### Your objective
Where the word "PollConfig" shows up in the entries below, please copy the whole line.

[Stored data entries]
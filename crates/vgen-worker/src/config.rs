//! Worker configuration.

use std::path::PathBuf;
use std::time::Duration;

use vgen_client::{CompletionConfig, RenderClientConfig};
use vgen_media::WatermarkConfig;
use vgen_models::ResolutionTier;

/// Status polling cadence and ceiling.
#[derive(Debug, Clone, PartialEq)]
pub struct PollConfig {
    /// Delay before the second status query
    pub base_interval: Duration,
    /// Upper bound for any single delay
    pub max_interval: Duration,
    /// Growth applied per attempt
    pub backoff_factor: f64,
    /// Wall-clock ceiling for the whole poll
    pub timeout: Duration,
}

impl Default for PollConfig {
    fn default() -> Self {
        Self {
            base_interval: Duration::from_secs(3),
            max_interval: Duration::from_secs(10),
            backoff_factor: 1.2,
            timeout: Duration::from_secs(120), // 2 minutes
        }
    }
}

impl PollConfig {
    /// Create config from environment variables.
    pub fn from_env() -> Self {
        let defaults = Self::default();
        Self {
            base_interval: std::env::var("POLL_BASE_INTERVAL_MS")
                .ok()
                .and_then(|s| s.parse().ok())
                .map(Duration::from_millis)
                .unwrap_or(defaults.base_interval),
            max_interval: std::env::var("POLL_MAX_INTERVAL_MS")
                .ok()
                .and_then(|s| s.parse().ok())
                .map(Duration::from_millis)
                .unwrap_or(defaults.max_interval),
            backoff_factor: std::env::var("POLL_BACKOFF_FACTOR")
                .ok()
                .and_then(|s| s.parse::<f64>().ok())
                .filter(|f| f.is_finite() && *f >= 1.0)
                .unwrap_or(defaults.backoff_factor),
            timeout: std::env::var("POLL_TIMEOUT_SECS")
                .ok()
                .and_then(|s| s.parse().ok())
                .map(Duration::from_secs)
                .unwrap_or(defaults.timeout),
        }
    }

    /// Delay after the `attempt`-th status query (0-based).
    pub fn delay_for_attempt(&self, attempt: u32) -> Duration {
        let factor = self.backoff_factor.max(1.0).powi(attempt.min(64) as i32);
        let delay = self.base_interval.as_secs_f64() * factor;
        Duration::from_secs_f64(delay.min(self.max_interval.as_secs_f64()))
    }
}

/// Rendering model identifier per resolution tier.
#[derive(Debug, Clone, PartialEq, Eq)]
pub struct ModelConfig {
    pub standard: String,
    pub high: String,
}

impl Default for ModelConfig {
    fn default() -> Self {
        Self {
            standard: "veo3_fast".to_string(),
            high: "veo3".to_string(),
        }
    }
}

impl ModelConfig {
    /// Create config from environment variables.
    pub fn from_env() -> Self {
        let defaults = Self::default();
        Self {
            standard: std::env::var("RENDER_MODEL_STANDARD")
                .ok()
                .filter(|s| !s.trim().is_empty())
                .unwrap_or(defaults.standard),
            high: std::env::var("RENDER_MODEL_HIGH")
                .ok()
                .filter(|s| !s.trim().is_empty())
                .unwrap_or(defaults.high),
        }
    }

    pub fn model_for(&self, tier: ResolutionTier) -> &str {
        match tier {
            ResolutionTier::Standard => &self.standard,
            ResolutionTier::High => &self.high,
        }
    }
}

/// Worker configuration.
#[derive(Debug, Clone)]
pub struct WorkerConfig {
    pub completion: CompletionConfig,
    pub render: RenderClientConfig,
    pub models: ModelConfig,
    pub poll: PollConfig,
    pub watermark: WatermarkConfig,
    /// Where packaged downloads are written
    pub download_dir: PathBuf,
}

impl Default for WorkerConfig {
    fn default() -> Self {
        Self {
            completion: CompletionConfig::default(),
            render: RenderClientConfig::default(),
            models: ModelConfig::default(),
            poll: PollConfig::default(),
            watermark: WatermarkConfig::default(),
            download_dir: PathBuf::from("./downloads"),
        }
    }
}

impl WorkerConfig {
    /// Create config from environment variables.
    pub fn from_env() -> Self {
        Self {
            completion: CompletionConfig::from_env(),
            render: RenderClientConfig::from_env(),
            models: ModelConfig::from_env(),
            poll: PollConfig::from_env(),
            watermark: WatermarkConfig::from_env(),
            download_dir: std::env::var("DOWNLOAD_DIR")
                .map(PathBuf::from)
                .unwrap_or_else(|_| PathBuf::from("./downloads")),
        }
    }
}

### Exercise output
pub struct PollConfig {
impl Default for PollConfig {
impl PollConfig {
    pub poll: PollConfig,
            poll: PollConfig::default(),
            poll: PollConfig::from_env(),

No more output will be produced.